# [Exercise aim]
Would you return every entry below without a single difference?

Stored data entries
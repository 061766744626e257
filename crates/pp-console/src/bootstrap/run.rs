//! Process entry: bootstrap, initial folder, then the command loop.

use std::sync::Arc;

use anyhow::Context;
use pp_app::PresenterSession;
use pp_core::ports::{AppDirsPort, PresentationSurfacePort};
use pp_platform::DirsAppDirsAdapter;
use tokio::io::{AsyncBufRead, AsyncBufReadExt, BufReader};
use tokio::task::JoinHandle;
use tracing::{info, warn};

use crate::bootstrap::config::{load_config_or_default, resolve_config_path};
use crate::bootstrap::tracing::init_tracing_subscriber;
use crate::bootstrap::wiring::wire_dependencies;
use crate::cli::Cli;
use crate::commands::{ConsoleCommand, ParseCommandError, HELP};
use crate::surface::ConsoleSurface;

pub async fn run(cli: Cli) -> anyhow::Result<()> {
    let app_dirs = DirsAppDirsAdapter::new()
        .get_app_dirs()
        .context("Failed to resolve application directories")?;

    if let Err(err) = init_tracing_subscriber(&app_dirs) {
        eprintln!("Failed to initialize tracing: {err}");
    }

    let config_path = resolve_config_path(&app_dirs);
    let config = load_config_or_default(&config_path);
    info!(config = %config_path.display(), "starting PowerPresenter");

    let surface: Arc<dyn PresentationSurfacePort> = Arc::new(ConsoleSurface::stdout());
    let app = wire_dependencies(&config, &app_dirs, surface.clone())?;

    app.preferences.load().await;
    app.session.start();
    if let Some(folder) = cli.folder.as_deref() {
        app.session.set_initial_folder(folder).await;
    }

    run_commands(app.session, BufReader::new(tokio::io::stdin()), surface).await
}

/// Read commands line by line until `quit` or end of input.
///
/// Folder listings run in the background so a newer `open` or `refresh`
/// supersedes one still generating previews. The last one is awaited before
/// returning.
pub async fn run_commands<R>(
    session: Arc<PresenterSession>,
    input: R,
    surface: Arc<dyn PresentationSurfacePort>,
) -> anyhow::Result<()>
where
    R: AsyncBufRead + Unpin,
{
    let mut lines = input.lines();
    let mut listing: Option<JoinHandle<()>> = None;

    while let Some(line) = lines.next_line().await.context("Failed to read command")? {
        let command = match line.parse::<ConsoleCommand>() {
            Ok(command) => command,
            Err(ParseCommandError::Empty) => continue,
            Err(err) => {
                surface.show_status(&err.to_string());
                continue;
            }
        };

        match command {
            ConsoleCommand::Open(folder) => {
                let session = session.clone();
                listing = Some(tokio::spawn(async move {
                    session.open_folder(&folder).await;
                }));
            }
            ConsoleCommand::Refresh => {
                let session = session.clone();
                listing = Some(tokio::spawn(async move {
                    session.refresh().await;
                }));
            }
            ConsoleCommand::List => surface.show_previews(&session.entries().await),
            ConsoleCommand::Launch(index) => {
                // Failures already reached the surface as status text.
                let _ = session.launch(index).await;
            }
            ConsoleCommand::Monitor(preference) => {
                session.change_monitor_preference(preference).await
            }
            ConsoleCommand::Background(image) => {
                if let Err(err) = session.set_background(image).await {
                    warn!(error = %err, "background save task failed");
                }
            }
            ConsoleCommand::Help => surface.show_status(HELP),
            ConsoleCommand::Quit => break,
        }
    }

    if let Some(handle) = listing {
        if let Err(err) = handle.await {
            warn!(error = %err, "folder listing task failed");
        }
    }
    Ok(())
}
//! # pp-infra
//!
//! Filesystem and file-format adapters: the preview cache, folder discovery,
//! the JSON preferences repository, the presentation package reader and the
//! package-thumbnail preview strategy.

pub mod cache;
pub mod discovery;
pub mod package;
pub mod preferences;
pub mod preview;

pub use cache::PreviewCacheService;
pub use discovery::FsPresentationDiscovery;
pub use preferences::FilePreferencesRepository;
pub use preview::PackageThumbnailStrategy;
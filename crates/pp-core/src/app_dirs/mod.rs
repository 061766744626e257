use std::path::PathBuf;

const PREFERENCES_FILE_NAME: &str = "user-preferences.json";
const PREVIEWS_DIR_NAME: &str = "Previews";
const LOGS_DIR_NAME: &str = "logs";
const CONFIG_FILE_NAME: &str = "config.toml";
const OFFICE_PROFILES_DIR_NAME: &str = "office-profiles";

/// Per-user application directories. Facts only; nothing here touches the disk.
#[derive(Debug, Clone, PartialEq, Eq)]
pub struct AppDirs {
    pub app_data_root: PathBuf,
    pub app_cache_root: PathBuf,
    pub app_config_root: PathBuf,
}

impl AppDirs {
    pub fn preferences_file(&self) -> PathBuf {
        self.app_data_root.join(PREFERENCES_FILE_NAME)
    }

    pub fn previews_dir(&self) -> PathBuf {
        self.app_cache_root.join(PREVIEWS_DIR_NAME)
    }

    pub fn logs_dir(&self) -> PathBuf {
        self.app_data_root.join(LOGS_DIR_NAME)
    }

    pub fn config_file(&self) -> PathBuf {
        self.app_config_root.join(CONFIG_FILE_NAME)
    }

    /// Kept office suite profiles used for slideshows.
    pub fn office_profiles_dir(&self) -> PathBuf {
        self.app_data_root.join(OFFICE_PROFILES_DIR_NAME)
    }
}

# [Response area]
repository 061766744626e257
filename crates/pp-console/src/bootstrap/run.rs
//! Process entry: bootstrap, initial folder, then the command loop.

use std::sync::Arc;

use anyhow::Context;
use pp_app::PresenterSession;
use pp_core::ports::{AppDirsPort, PresentationSurfacePort};
use pp_platform::DirsAppDirsAdapter;
use tokio::io::{AsyncBufRead, AsyncBufReadExt, BufReader};
use tokio::task::JoinHandle;
use tracing::{info, warn};

use crate::bootstrap::config::{load_config_or_default, resolve_config_path};
use crate::bootstrap::tracing::init_tracing_subscriber;
use crate::bootstrap::wiring::wire_dependencies;
use crate::cli::Cli;
use crate::commands::{ConsoleCommand, ParseCommandError, HELP};
use crate::surface::ConsoleSurface;

pub async fn run(cli: Cli) -> anyhow::Result<()> {
    let app_dirs = DirsAppDirsAdapter::new()
        .get_app_dirs()
        .context("Failed to resolve application directories")?;

    if let Err(err) = init_tracing_subscriber(&app_dirs) {
        eprintln!("Failed to initialize tracing: {err}");
    }

    let config_path = resolve_config_path(&app_dirs);
    let config = load_config_or_default(&config_path);
    info!(config = %config_path.display(), "starting PowerPresenter");

    let surface: Arc<dyn PresentationSurfacePort> = Arc::new(ConsoleSurface::stdout());
    let app = wire_dependencies(&config, &app_dirs, surface.clone())?;

    app.preferences.load().await;
    app.session.start();
    if let Some(folder) = cli.folder.as_deref() {
        app.session.set_initial_folder(folder).await;
    }

    run_commands(app.session, BufReader::new(tokio::io::stdin()), surface).await
}

/// Read commands line by line until `quit` or end of input.
///
/// Folder listings run in the background so a newer `open` or `refresh`
/// supersedes one still generating previews. The last one is awaited before
/// returning.
pub async fn run_commands<R>(
    session: Arc<PresenterSession>,
    input: R,
    surface: Arc<dyn PresentationSurfacePort>,
) -> anyhow::Result<()>
where
    R: AsyncBufRead + Unpin,
{
    let mut lines = input.lines();
    let mut listing: Option<JoinHandle<()>> = None;

    while let Some(line) = lines.next_line().await.context("Failed to read command")? {
        let command = match line.parse::<ConsoleCommand>() {
            Ok(command) => command,
            Err(ParseCommandError::Empty) => continue,
            Err(err) => {
                surface.show_status(&err.to_string());
                continue;
            }
        };

        match command {
            ConsoleCommand::Open(folder) => {
                let session = session.clone();
                listing = Some(tokio::spawn(async move {
                    session.open_folder(&folder).await;
                }));
            }
            ConsoleCommand::Refresh => {
                let session = session.clone();
                listing = Some(tokio::spawn(async move {
                    session.refresh().await;
                }));
            }
            ConsoleCommand::List => surface.show_previews(&session.entries().await),
            ConsoleCommand::Launch(index) => {
                // Failures already reached the surface as status text.
                let _ = session.launch(index).await;
            }
            ConsoleCommand::Monitor(preference) => {
                session.change_monitor_preference(preference).await
            }
            ConsoleCommand::Background(image) => {
                if let Err(err) = session.set_background(image).await {
                    warn!(error = %err, "background save task failed");
                }
            }
            ConsoleCommand::Help => surface.show_status(HELP),
            ConsoleCommand::Quit => break,
        }
    }

    if let Some(handle) = listing {
        if let Err(err) = handle.await {
            warn!(error = %err, "folder listing task failed");
        }
    }
    Ok(())
}
//! # pp-infra
//!
//! Filesystem and file-format adapters: the preview cache, folder discovery,
//! the JSON preferences repository, the presentation package reader and the
//! package-thumbnail preview strategy.

pub mod cache;
pub mod discovery;
pub mod package;
pub mod preferences;
pub mod preview;

pub use cache::PreviewCacheService;
pub use discovery::FsPresentationDiscovery;
pub use preferences::FilePreferencesRepository;
pub use preview::PackageThumbnailStrategy;
filename crates/pp-core/src/app_dirs/mod.rs
repository 061766744626e257
use std::path::PathBuf;

const PREFERENCES_FILE_NAME: &str = "user-preferences.json";
const PREVIEWS_DIR_NAME: &str = "Previews";
const LOGS_DIR_NAME: &str = "logs";
const CONFIG_FILE_NAME: &str = "config.toml";
const OFFICE_PROFILES_DIR_NAME: &str = "office-profiles";

/// Per-user application directories. Facts only; nothing here touches the disk.
#[derive(Debug, Clone, PartialEq, Eq)]
pub struct AppDirs {
    pub app_data_root: PathBuf,
    pub app_cache_root: PathBuf,
    pub app_config_root: PathBuf,
}

impl AppDirs {
    pub fn preferences_file(&self) -> PathBuf {
        self.app_data_root.join(PREFERENCES_FILE_NAME)
    }

    pub fn previews_dir(&self) -> PathBuf {
        self.app_cache_root.join(PREVIEWS_DIR_NAME)
    }

    pub fn logs_dir(&self) -> PathBuf {
        self.app_data_root.join(LOGS_DIR_NAME)
    }

    pub fn config_file(&self) -> PathBuf {
        self.app_config_root.join(CONFIG_FILE_NAME)
    }

    /// Kept office suite profiles used for slideshows.
    pub fn office_profiles_dir(&self) -> PathBuf {
        self.app_data_root.join(OFFICE_PROFILES_DIR_NAME)
    }
}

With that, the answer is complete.